Relying on his skills as a building contractor, MacNaughton accepted the job of renovating the Marquam Building in 1912. Part of the building collapsed during the renovation, and MacNaughton was fired by owner Henry Pittock. An investigation concluded that weak bricks had been used in the original construction.

===MacNaughton, Raymond, and Lawrence===
The addition of Ellis F. Lawrence greatly increased the architectural skills at the firm. Among the surviving designs of MacNaughton, Raymond, and Lawrence are the Samuel G. Reed House and the Cumberland Apartments. Lawrence left the firm in 1910 to start his own company, and the two remaining partners continued as MacNaughton and Raymond.

===Strong and MacNaughton===
MacNaughton gradually became more interested in resource planning and asset management, and he formed a partnership with Robert H. Strong sometime after 1911, the Strong and MacNaughton Trust Company. Strong was an asset manager whose inventory included management of the estate of Henry W. Corbett, and his brother was managing director of the Ladd estate. Strong would soon become a commissioner at the Port of Portland.

In 1919 Portland mayor George Luis Baker appointed MacNaughton to the newly created planning commission. Other planners included architects A. E. Doyle and Ellis F. Lawrence.

The firm authored a series of newsletters in the 1920s that provided analysis and opinions about capital, real estate, taxes, merchandising, city infrastructure, and city planning.
The firm also handled stock investments, and when the Portland Public Market was approved in the 1920s, Strong and MacNaughton was the transfer agent.

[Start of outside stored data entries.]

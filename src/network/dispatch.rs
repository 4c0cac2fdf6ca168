//! Request dispatch
//!
//! Turns one client request into a registry call and the messages that call
//! produces. Nothing here touches a socket: the server decides how and when
//! each [`Delivery`] is written.

use super::protocol::Message;
use crate::game::{ConnectionId, GameError, GameResult, RoomCode};
use crate::registry::{Departure, Registry, Snapshot};
use tracing::{debug, warn};

/// A message and the connections it goes to
#[derive(Debug, Clone, PartialEq, Eq)]
pub struct Delivery {
    pub to: Vec<ConnectionId>,
    pub message: Message,
}

impl Delivery {
    fn reply(connection_id: ConnectionId, message: Message) -> Self {
        Self {
            to: vec![connection_id],
            message,
        }
    }
}

/// Everything a request produced
#[derive(Debug, Clone, Default, PartialEq, Eq)]
pub struct Outbound {
    /// Sent as soon as the request is handled, in order
    pub immediate: Vec<Delivery>,
    /// Sent after the vote reveal delay
    pub deferred: Vec<Delivery>,
}

impl Outbound {
    fn send(&mut self, to: Vec<ConnectionId>, message: Message) {
        self.immediate.push(Delivery { to, message });
    }

    fn reply(&mut self, connection_id: ConnectionId, message: Message) {
        self.immediate.push(Delivery::reply(connection_id, message));
    }

    fn broadcast(&mut self, snapshot: &Snapshot, message: Message) {
        self.send(snapshot.members.clone(), message);
    }

    /// Tell the rest of a room that someone left it.
    fn departure(&mut self, departure: Departure) {
        let Some(remaining) = departure.remaining else {
            return;
        };
        self.broadcast(
            &remaining,
            Message::PlayerLeft {
                players: remaining.view.players.clone(),
                game_state: remaining.view.clone(),
            },
        );
        if let Some(verdict) = departure.verdict {
            self.deferred.push(Delivery {
                to: remaining.members,
                message: Message::VotingComplete {
                    game_state: remaining.view,
                    suspected_chameleon: verdict.suspect,
                    actual_chameleon: verdict.chameleon,
                },
            });
        }
    }
}

fn room_code(input: &str) -> GameResult<RoomCode> {
    RoomCode::parse(input).ok_or(GameError::NotFound)
}

/// Handle one request from `connection_id`.
///
/// A refused request produces a single `error` reply to the requester.
pub fn dispatch(registry: &Registry, connection_id: ConnectionId, message: Message) -> Outbound {
    let kind = request_name(&message);
    match handle(registry, connection_id, message) {
        Ok(outbound) => outbound,
        Err(err) => {
            warn!(%connection_id, request = kind, error = %err, "request refused");
            let mut outbound = Outbound::default();
            outbound.reply(connection_id, Message::error(&err));
            outbound
        }
    }
}

/// Reply for a frame that could not be decoded.
pub fn malformed(connection_id: ConnectionId) -> Outbound {
    let err = GameError::InvalidInput("malformed message");
    warn!(%connection_id, error = %err, "request refused");
    let mut outbound = Outbound::default();
    outbound.reply(connection_id, Message::error(&err));
    outbound
}

/// Clean up after a connection closed.
pub fn disconnect(registry: &Registry, connection_id: ConnectionId) -> Outbound {
    let mut outbound = Outbound::default();
    if let Some(departure) = registry.handle_disconnect(connection_id) {
        outbound.departure(departure);
    }
    outbound
}

fn request_name(message: &Message) -> &'static str {
    match message {
        Message::CreateGame { .. } => "create-game",
        Message::JoinGame { .. } => "join-game",
        Message::AddWord { .. } => "add-word",
        Message::StartGame { .. } => "start-game",
        Message::AdvancePhase { .. } => "advance-phase",
        Message::Vote { .. } => "vote",
        Message::ChameleonGuess { .. } => "chameleon-guess",
        Message::NewGame { .. } => "new-game",
        Message::LeaveRoom { .. } => "leave-room",
        Message::Ping => "ping",
        _ => "event",
    }
}

fn handle(registry: &Registry, connection_id: ConnectionId, message: Message) -> GameResult<Outbound> {
    let mut out = Outbound::default();
    match message {
        Message::CreateGame { player_name } => {
            let entered = registry.create_room(connection_id, &player_name)?;
            if let Some(previous) = entered.previous {
                out.departure(previous);
            }
            out.reply(
                connection_id,
                Message::GameCreated {
                    room_code: entered.room_code,
                    player: entered.player,
                    game_state: entered.snapshot.view,
                },
            );
        }

        Message::JoinGame {
            player_name,
            room_code: code,
        } => {
            let code = room_code(&code)?;
            let entered = registry.join_room(connection_id, &player_name, &code)?;
            if let Some(previous) = entered.previous {
                out.departure(previous);
            }
            let snapshot = entered.snapshot;
            out.reply(
                connection_id,
                Message::GameJoined {
                    player: entered.player.clone(),
                    game_state: snapshot.view.clone(),
                },
            );
            out.broadcast(
                &snapshot,
                Message::PlayerJoined {
                    player: entered.player,
                    players: snapshot.view.players.clone(),
                },
            );
        }

        Message::AddWord {
            room_code: code,
            word,
        } => {
            let added = registry.add_word(connection_id, &room_code(&code)?, &word)?;
            out.send(
                added.members,
                Message::WordAdded {
                    word: added.word,
                    words: added.words,
                },
            );
        }

        Message::StartGame { room_code: code } => {
            for reveal in registry.start_game(connection_id, &room_code(&code)?)? {
                out.reply(
                    reveal.connection_id,
                    Message::GameStarted {
                        game_state: reveal.view,
                        is_chameleon: reveal.is_chameleon,
                    },
                );
            }
        }

        Message::AdvancePhase {
            room_code: code,
            phase,
        } => {
            let advanced = registry.advance_phase(&room_code(&code)?, phase)?;
            if advanced.changed {
                let snapshot = advanced.snapshot;
                out.broadcast(
                    &snapshot,
                    Message::PhaseChanged {
                        game_phase: advanced.phase,
                        game_state: snapshot.view.clone(),
                    },
                );
            } else {
                debug!(%connection_id, phase = %advanced.phase, "phase already reached");
            }
        }

        Message::Vote {
            room_code: code,
            target_player_id,
        } => {
            let recorded = registry.cast_vote(connection_id, &room_code(&code)?, &target_player_id)?;
            let snapshot = recorded.snapshot;
            out.broadcast(
                &snapshot,
                Message::VoteCast {
                    voting_results: recorded.tally,
                    game_state: snapshot.view.clone(),
                },
            );
            if let Some(verdict) = recorded.verdict {
                out.deferred.push(Delivery {
                    to: snapshot.members,
                    message: Message::VotingComplete {
                        game_state: snapshot.view,
                        suspected_chameleon: verdict.suspect,
                        actual_chameleon: verdict.chameleon,
                    },
                });
            }
        }

        Message::ChameleonGuess {
            room_code: code,
            guess,
        } => {
            let made = registry.chameleon_guess(connection_id, &room_code(&code)?, &guess)?;
            out.broadcast(
                &made.snapshot,
                Message::ChameleonGuessed {
                    guess: made.guess,
                    correct: made.correct,
                    game_state: made.snapshot.view.clone(),
                },
            );
        }

        Message::NewGame { room_code: code } => {
            let snapshot = registry.new_game(&room_code(&code)?)?;
            out.broadcast(
                &snapshot,
                Message::NewGameStarted {
                    game_state: snapshot.view.clone(),
                },
            );
        }

        Message::LeaveRoom { room_code: code } => {
            let departure = registry.leave_room(connection_id, &room_code(&code)?)?;
            out.reply(connection_id, Message::LeftRoom);
            out.departure(departure);
        }

        Message::Ping => out.reply(connection_id, Message::Pong),

        _ => return Err(GameError::InvalidInput("unexpected message type")),
    }
    Ok(out)
}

===First National Bank of Portland===
MacNaughton entered the banking industry in the mid-1920s when Frederic B. Pratt, owner of Portland's Ladd and Tilton Bank, suspected that he had been cheated by the previous owners. Pratt hired MacNaughton to analyze the bank's records and discover what had happened. MacNaughton became a vice president at the bank, and when the bank was acquired by the U.S. National Bank of Portland, Strong and MacNaughton were tasked with liquidating the assets.

In 1928 MacNaughton became a vice president at the First National Bank of Portland, and Strong and MacNaughton was disbanded. In 1932 during the Great Depression, he became president of the bank. He became chairman in 1947 and was scheduled to become honorary chairman in 1960.

MacNaughton served for a time as an associate professor of banking at the Stanford Graduate School of Business.

===The Oregonian===
MacNaughton became a director of The Oregonian publishing company in 1939, a position he would hold for 11 years. During his time on the board, the newspaper undertook a costly relocation and expansion. MacNaughton became president of the company in 1947 and soon began to look for a buyer. The company was purchased for $5.6 million by Samuel Irving Newhouse, Sr. in 1950, and MacNaughton's tenure ended.

===Reed College===
In 1908 the will of Amanda Reed, widow of Simeon Gannett Reed, established a board of five trustees to oversee Reed College. In 1919 the trustees voted to create a board of regents that would absorb the original five trustees and include six newly elected officers. MacNaughton was among the new regents, as was Reed architect A. E. Doyle.

MacNaughton served in various capacities at Reed for 24 years. He became president of the college in 1948 during a time of financial crisis. He raised faculty salaries, created a scholarship fund for students, and increased the size of Reed's endowment through donations. In 1952 when Reed was financially solvent, MacNaughton left his job as president.

==Partial list of honorariums and awards==
The University of Oregon awarded MacNaughton an honorary doctorate in 1944 in recognition of his many years of service to the Oregon business community.

He received the William Freeman Snow Medal for distinguished service to humanity in 1952.

MacNaughton served as chairman of the ACLU Advisory Council from 1955 until 1960, and the E.B. MacNaughton Civil Liberties Award was created in 1962 in his honor.

==Death==
MacNaughton died of cancer on August 24, 1960. He is buried at River View Cemetery.